What About BlackRock Global Opportunity Equity CEF?
Ron is a member of The Motley Fool Blog Network -- entries represent the personal opinion of the blogger and are not formally edited.
Closed-end funds depend on their management. Without good management, any closed-end fund starts spiraling down faster than a house of cards. And that's exactly is the case with the Blackrock Global Opportunity Equity (NYSE: BOE) CEF. It is one of those closed-end funds that have been performing badly for the last five years. And it must be noted that in the world of compounding, a high percentage rise might not match up to a low percentage fall. In short, the following thesis helps you dig deeper into the fundamentals of this fund and why it might not be the best to invest your money in right now.
In the last one month, the market price has increased by nearly 7%. That's a good monthly increment, to be honest. But is the fund good enough to invest in the first place?
Let's know about the fund a bit. Here's an excerpt from the main site:
The BlackRock Global Opportunities Equity Trust is a perpetual closed-end equity fund. BOE commenced operations in May 2005 with the primary investment objective of seeking current income and current gains, with a secondary objective of long-term capital appreciation. Under normal market conditions, the Trust will invest at least 80% of its total assets in equity securities or options on equity securities or indices or sectors of equity securities. Equity securities in which the Trust anticipates investing include common stocks, preferred stocks, convertible securities, warrants, depository receipts and equity interests in REITs. The Trust may invest in companies located anywhere in the world. The Trust may invest in companies of any size market capitalization and in companies conducting initial public offerings. The Trust may invest up to 25% of its total assets in equity securities of issuers in emerging countries.

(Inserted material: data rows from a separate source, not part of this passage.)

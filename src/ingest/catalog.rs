//! Question catalog loading.
//!
//! The catalog is a JSON array of question records. Both the canonical
//! field names and the legacy export names are accepted.

use crate::analysis::validate_inputs;
use crate::error::{AggregationError, Result};
use crate::models::QuestionDef;
use serde_json::{Map, Value};
use std::fs;
use std::path::Path;
use tracing::{debug, info};

const ID_FIELDS: &[&str] = &["id", "q#"];
const TEXT_FIELDS: &[&str] = &["text", "question"];
const CATEGORY_FIELDS: &[&str] = &["category", "cat", "Category/Pathway"];
const SUBCATEGORY_FIELDS: &[&str] = &["subcategory", "subcat", "Subcategory/Competence"];

/// Load and validate a question catalog from a JSON file.
pub fn load_catalog(path: &Path) -> Result<Vec<QuestionDef>> {
    let content = fs::read_to_string(path).map_err(|source| AggregationError::Io {
        path: path.to_path_buf(),
        source,
    })?;

    let catalog = parse_catalog(&content)?;
    info!("Loaded {} questions from {}", catalog.len(), path.display());
    Ok(catalog)
}

/// Parse and validate a question catalog from JSON text.
pub fn parse_catalog(content: &str) -> Result<Vec<QuestionDef>> {
    let value: Value = serde_json::from_str(content)?;
    let records = value.as_array().ok_or(AggregationError::CatalogNotAList)?;

    let catalog = records
        .iter()
        .enumerate()
        .map(|(index, record)| -> Result<QuestionDef> {
            let object = record.as_object().ok_or(AggregationError::CatalogNotAList)?;
            Ok(QuestionDef {
                id: field(object, index, "id", ID_FIELDS)?,
                text: field(object, index, "text", TEXT_FIELDS)?,
                category: field(object, index, "category", CATEGORY_FIELDS)?,
                subcategory: field(object, index, "subcategory", SUBCATEGORY_FIELDS)?,
            })
        })
        .collect::<Result<Vec<_>>>()?;

    validate_inputs(&catalog, &[])?;
    debug!("Parsed {} catalog records", catalog.len());

    Ok(catalog)
}

fn field(
    object: &Map<String, Value>,
    index: usize,
    name: &'static str,
    keys: &[&str],
) -> Result<String> {
    match keys.iter().find_map(|key| object.get(*key)) {
        None | Some(Value::Null) => Err(AggregationError::MissingField { index, field: name }),
        Some(Value::String(s)) => Ok(s.trim().to_string()),
        Some(Value::Number(n)) => Ok(n.to_string()),
        Some(_) => Err(AggregationError::InvalidField { index, field: name }),
    }
}
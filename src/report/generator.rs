//! Markdown and JSON report generation.
//!
//! The JSON report is the bare aggregation result; the Markdown report adds
//! run metadata and read-only summaries on top of it.

use crate::analysis::{
    heatmap, respondent_ids, standings, strongest_subcategories, weakest_subcategories,
};
use crate::config::ReportConfig;
use crate::models::{AggregationResult, Report, ReportMetadata, SubcategoryBucket};
use anyhow::Result;

/// Generate a complete Markdown report.
pub fn generate_markdown_report(report: &Report, options: &ReportConfig) -> String {
    let mut output = String::new();
    let results = &report.results;

    // Title
    output.push_str("# FamNav Survey Report\n\n");

    // Metadata section
    output.push_str(&generate_metadata_section(&report.metadata));

    // Table of contents
    output.push_str(&generate_table_of_contents(results, options));

    // Category and subcategory roll-ups
    output.push_str(&generate_category_section(results, options));
    output.push_str(&generate_subcategory_section(results, options));

    // Strongest / weakest subcategories
    output.push_str(&generate_highlights_section(results, options));

    if options.include_heatmap {
        output.push_str(&generate_heatmap_section(results, options));
    }

    if options.include_questions {
        output.push_str(&generate_questions_section(results, options));
    }

    // Footer
    output.push_str(&generate_footer());

    output
}

/// Generate the metadata section.
fn generate_metadata_section(metadata: &ReportMetadata) -> String {
    let mut section = String::new();

    section.push_str("## Metadata\n\n");
    section.push_str(&format!("- **Catalog:** `{}`\n", metadata.catalog_path));
    section.push_str(&format!("- **Answers:** `{}`\n", metadata.answers_path));
    section.push_str(&format!(
        "- **Generated:** {}\n",
        metadata.generated_at.format("%Y-%m-%d %H:%M:%S UTC")
    ));
    section.push_str(&format!("- **Questions:** {}\n", metadata.questions));
    section.push_str(&format!(
        "- **Respondents:** {} ({} rows)\n",
        metadata.respondents, metadata.rows
    ));
    section.push_str(&format!(
        "- **Answers Counted:** {}\n",
        metadata.answered_cells
    ));
    if metadata.skipped_cells > 0 {
        section.push_str(&format!(
            "- **Answers Skipped:** {}\n",
            metadata.skipped_cells
        ));
    }
    section.push_str(&format!("- **Tie-break:** {}\n", metadata.tie_break));
    section.push_str(&format!(
        "- **Duration:** {:.2}s\n",
        metadata.duration_seconds
    ));
    section.push('\n');

    section
}

/// Generate the table of contents.
fn generate_table_of_contents(results: &AggregationResult, options: &ReportConfig) -> String {
    let mut toc = String::new();

    toc.push_str("## Table of Contents\n\n");
    toc.push_str("- [Metadata](#metadata)\n");
    toc.push_str("- [Categories](#categories)\n");
    toc.push_str("- [Subcategories](#subcategories)\n");

    for label in results.by_subcategory.keys() {
        toc.push_str(&format!("  - [{}](#{})\n", label, anchor(label)));
    }

    toc.push_str("- [Highlights](#highlights)\n");
    if options.include_heatmap {
        toc.push_str("- [Heatmap](#heatmap)\n");
    }
    if options.include_questions {
        toc.push_str("- [Questions](#questions)\n");
    }

    toc.push('\n');

    toc
}

/// Generate the category table: one row per category, one column per respondent.
fn generate_category_section(results: &AggregationResult, options: &ReportConfig) -> String {
    let mut section = String::new();

    section.push_str("## Categories\n\n");

    if results.by_category.is_empty() {
        section.push_str("No categories in the catalog.\n\n");
        return section;
    }

    let respondents = respondent_ids(results);

    section.push_str("| Category |");
    for respondent in &respondents {
        section.push_str(&format!(" {} |", escape(respondent)));
    }
    section.push_str(" **Total** | Answers |\n");
    section.push_str("|:---|");
    section.push_str(&":---:|".repeat(respondents.len() + 2));
    section.push('\n');

    for (label, bucket) in &results.by_category {
        section.push_str(&format!("| {} |", escape(label)));
        for respondent in &respondents {
            let value = bucket
                .respondents
                .get(respondent)
                .map(|stat| fmt_average(stat.average(), options.decimals));
            section.push_str(&format!(" {} |", value.as_deref().unwrap_or("-")));
        }
        section.push_str(&format!(
            " **{}** | {} |\n",
            fmt_average(bucket.total.average(), options.decimals),
            bucket.total.count()
        ));
    }
    section.push('\n');

    section
}

/// Generate one table per subcategory with each respondent's average and rank.
fn generate_subcategory_section(results: &AggregationResult, options: &ReportConfig) -> String {
    let mut section = String::new();

    section.push_str("## Subcategories\n\n");

    if results.by_subcategory.is_empty() {
        section.push_str("No subcategories in the catalog.\n\n");
        return section;
    }

    section.push_str(
        "*Rank is the subcategory's place among each respondent's own subcategories \
         (1 = that respondent's strongest).*\n\n",
    );

    for (label, bucket) in &results.by_subcategory {
        section.push_str(&generate_subcategory_block(label, bucket, options));
    }

    section
}

/// Generate the table for a single subcategory.
fn generate_subcategory_block(
    label: &str,
    bucket: &SubcategoryBucket,
    options: &ReportConfig,
) -> String {
    let mut block = String::new();

    block.push_str(&format!("### {} {{#{}}}\n\n", label, anchor(label)));
    block.push_str(&format!(
        "*Category: {} | Answers: {} | Average: {}*\n\n",
        bucket.category,
        bucket.total.count(),
        fmt_average(bucket.total.average(), options.decimals)
    ));

    let rows = standings(bucket);
    if rows.is_empty() {
        block.push_str("No respondents.\n\n");
        return block;
    }

    block.push_str("| # | Respondent | Answers | Sum | Average | Rank |\n");
    block.push_str("|:---:|:---|:---:|:---:|:---:|:---:|\n");
    for standing in rows {
        block.push_str(&format!(
            "| {} | {} | {} | {} | {} | {} |\n",
            standing.position,
            escape(standing.respondent),
            standing.stat.count(),
            standing.stat.sum(),
            fmt_average(standing.stat.average(), options.decimals),
            standing.rank
        ));
    }
    block.push('\n');

    block
}

/// Generate the strongest/weakest subcategory lists.
fn generate_highlights_section(results: &AggregationResult, options: &ReportConfig) -> String {
    let mut section = String::new();

    section.push_str("## Highlights\n\n");

    let strongest = strongest_subcategories(results, options.top_subcategories);
    if strongest.is_empty() {
        section.push_str("No answers were counted.\n\n");
        return section;
    }

    section.push_str("### Strongest Subcategories\n\n");
    for (i, (label, bucket)) in strongest.iter().enumerate() {
        section.push_str(&format!(
            "{}. **{}** ({}): {}\n",
            i + 1,
            label,
            bucket.category,
            fmt_average(bucket.total.average(), options.decimals)
        ));
    }
    section.push('\n');

    section.push_str("### Weakest Subcategories\n\n");
    let weakest = weakest_subcategories(results, options.top_subcategories);
    for (i, (label, bucket)) in weakest.iter().enumerate() {
        section.push_str(&format!(
            "{}. **{}** ({}): {}\n",
            i + 1,
            label,
            bucket.category,
            fmt_average(bucket.total.average(), options.decimals)
        ));
    }
    section.push('\n');

    section
}

/// Generate the respondent × subcategory heatmap.
fn generate_heatmap_section(results: &AggregationResult, options: &ReportConfig) -> String {
    let mut section = String::new();

    section.push_str("## Heatmap\n\n");

    let map = heatmap(results);
    if map.rows.is_empty() || map.columns.is_empty() {
        section.push_str("Nothing to show.\n\n");
        return section;
    }

    section.push_str("| Respondent |");
    for column in &map.columns {
        section.push_str(&format!(" {} |", escape(column)));
    }
    section.push('\n');
    section.push_str("|:---|");
    section.push_str(&":---:|".repeat(map.columns.len()));
    section.push('\n');

    for (respondent, cells) in map.rows.iter().zip(&map.cells) {
        section.push_str(&format!("| {} |", escape(respondent)));
        for cell in cells {
            match cell {
                Some(average) => {
                    section.push_str(&format!(" {} |", fmt_average(*average, options.decimals)))
                }
                None => section.push_str(" - |"),
            }
        }
        section.push('\n');
    }
    section.push('\n');

    section
}

/// Generate the per-question table.
fn generate_questions_section(results: &AggregationResult, options: &ReportConfig) -> String {
    let mut section = String::new();

    section.push_str("## Questions\n\n");

    if results.questions.is_empty() {
        section.push_str("The catalog has no questions.\n\n");
        return section;
    }

    section.push_str("| ID | Question | Category | Subcategory | Answers | Average |\n");
    section.push_str("|:---|:---|:---|:---|:---:|:---:|\n");
    for enriched in &results.questions {
        let question = &enriched.question;
        section.push_str(&format!(
            "| {} | {} | {} | {} | {} | {} |\n",
            escape(&question.id),
            escape(&question.text),
            escape(&question.category),
            escape(&question.subcategory),
            enriched.entities.total.count(),
            fmt_average(enriched.entities.total.average(), options.decimals)
        ));
    }
    section.push('\n');

    section
}

/// Generate the report footer.
fn generate_footer() -> String {
    let mut footer = String::new();

    footer.push_str("---\n\n");
    footer.push_str(&format!(
        "*Report generated by FamNav v{}*\n",
        env!("CARGO_PKG_VERSION")
    ));

    footer
}

/// Generate a JSON report: the aggregation result only.
pub fn generate_json_report(results: &AggregationResult) -> Result<String> {
    serde_json::to_string_pretty(results).map_err(Into::into)
}

fn fmt_average(average: f64, decimals: usize) -> String {
    format!("{:.*}", decimals, average)
}

fn anchor(label: &str) -> String {
    label.replace(['/', '.', ' '], "-").to_lowercase()
}

fn escape(cell: &str) -> String {
    cell.replace('|', "\\|").replace('\n', " ")
}

#[cfg(test)]
mod tests {
    use super::*;
    use crate::analysis::run;
    use crate::models::{AnswerRow, QuestionDef, TieBreak};
    use chrono::Utc;

    fn create_test_report() -> Report {
        let catalog = vec![
            QuestionDef::new("Q1", "Roles are clear", "Roles", "Clarity"),
            QuestionDef::new("Q2", "Chores are split", "Roles", "Fairness"),
            QuestionDef::new("Q3", "We talk daily", "Communication", "Frequency"),
        ];
        let rows = vec![
            AnswerRow::new("Smith")
                .with_answer("Q1", "4")
                .with_answer("Q2", "1")
                .with_answer("Q3", "3"),
            AnswerRow::new("Jones")
                .with_answer("Q1", "2")
                .with_answer("Q2", "n/a"),
        ];
        let results = run(&catalog, &rows, TieBreak::Label).unwrap();

        let metadata = ReportMetadata {
            catalog_path: "questions.json".to_string(),
            answers_path: "roster.csv".to_string(),
            generated_at: Utc::now(),
            rows: 2,
            respondents: 2,
            questions: 3,
            answered_cells: 4,
            skipped_cells: 1,
            tie_break: TieBreak::Label,
            duration_seconds: 0.01,
        };

        Report { metadata, results }
    }

    #[test]
    fn test_generate_markdown_report() {
        let report = create_test_report();
        let markdown = generate_markdown_report(&report, &ReportConfig::default());

        assert!(markdown.contains("# FamNav Survey Report"));
        assert!(markdown.contains("## Metadata"));
        assert!(markdown.contains("## Categories"));
        assert!(markdown.contains("## Subcategories"));
        assert!(markdown.contains("### Clarity {#clarity}"));
        assert!(markdown.contains("## Heatmap"));
        assert!(markdown.contains("## Questions"));
        assert!(markdown.contains("Chores are split"));
    }

    #[test]
    fn test_optional_sections_can_be_disabled() {
        let report = create_test_report();
        let options = ReportConfig {
            include_heatmap: false,
            include_questions: false,
            ..ReportConfig::default()
        };

        let markdown = generate_markdown_report(&report, &options);

        assert!(!markdown.contains("## Heatmap"));
        assert!(!markdown.contains("## Questions"));
        assert!(!markdown.contains("(#heatmap)"));
    }

    #[test]
    fn test_generate_metadata_section() {
        let report = create_test_report();
        let section = generate_metadata_section(&report.metadata);

        assert!(section.contains("questions.json"));
        assert!(section.contains("roster.csv"));
        assert!(section.contains("Answers Skipped:** 1"));
        assert!(section.contains("Tie-break:** label"));
    }

    #[test]
    fn test_subcategory_block_lists_rank_and_position() {
        let report = create_test_report();
        let bucket = &report.results.by_subcategory["Clarity"];

        let block = generate_subcategory_block("Clarity", bucket, &ReportConfig::default());

        // Smith: Clarity 4.00 is their best subcategory; Jones only answered Clarity.
        assert!(block.contains("| 1 | Smith | 1 | 4 | 4.00 | 1 |"));
        assert!(block.contains("| 2 | Jones | 1 | 2 | 2.00 | 1 |"));
    }

    #[test]
    fn test_heatmap_without_respondents() {
        let catalog = vec![QuestionDef::new("Q1", "a", "Roles", "Clarity")];
        let results = run(&catalog, &[], TieBreak::Label).unwrap();

        let section = generate_heatmap_section(&results, &ReportConfig::default());
        assert!(section.contains("Nothing to show."));
    }

    #[test]
    fn test_decimals_respected() {
        let report = create_test_report();
        let options = ReportConfig {
            decimals: 0,
            ..ReportConfig::default()
        };

        let section = generate_questions_section(&report.results, &options);
        assert!(section.contains("| Q1 | Roles are clear | Roles | Clarity | 2 | 3 |"));
    }

    #[test]
    fn test_escape_pipes() {
        assert_eq!(escape("a|b"), "a\\|b");
        assert_eq!(anchor("Roles/Clarity 2"), "roles-clarity-2");
    }

    #[test]
    fn test_generate_json_report() {
        let report = create_test_report();
        let json = generate_json_report(&report.results).unwrap();
        let value: serde_json::Value = serde_json::from_str(&json).unwrap();

        let keys: Vec<_> = value.as_object().unwrap().keys().cloned().collect();
        assert_eq!(keys.len(), 3);
        assert!(value["questions"].is_array());
        assert_eq!(value["by_subcategory"]["Clarity"]["cat"], "Roles");
        assert_eq!(value["by_subcategory"]["Clarity"]["Smith"]["rank"], 1);
        assert!(!json.contains("catalog_path"));
    }
}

Unfortunately, over the past 5 years, return was in the negative.
Wait! Does it seem like the NAV improved over the last few years? You need to look at this.
In short, you are losing money with this fund. Moreover, the management expenses always eat into the portfolio value. So, in Robert Kiyosaki's words: "It is NOT an asset, it's a liability."
Let's look at the relative movement of NAV and market price of each share.
Two things can be noted here.
Firstly, if you look closely at the first graph, the market price per share has always been below NAV per share. And it has been more or less an indicator of the future NAV at any point of time. If that's the case, then the NAV is surely going to increase in the near term. But looking at the 5-year graph below, the people who invest at the initiation of the fund have a strong chance of losing on their investment.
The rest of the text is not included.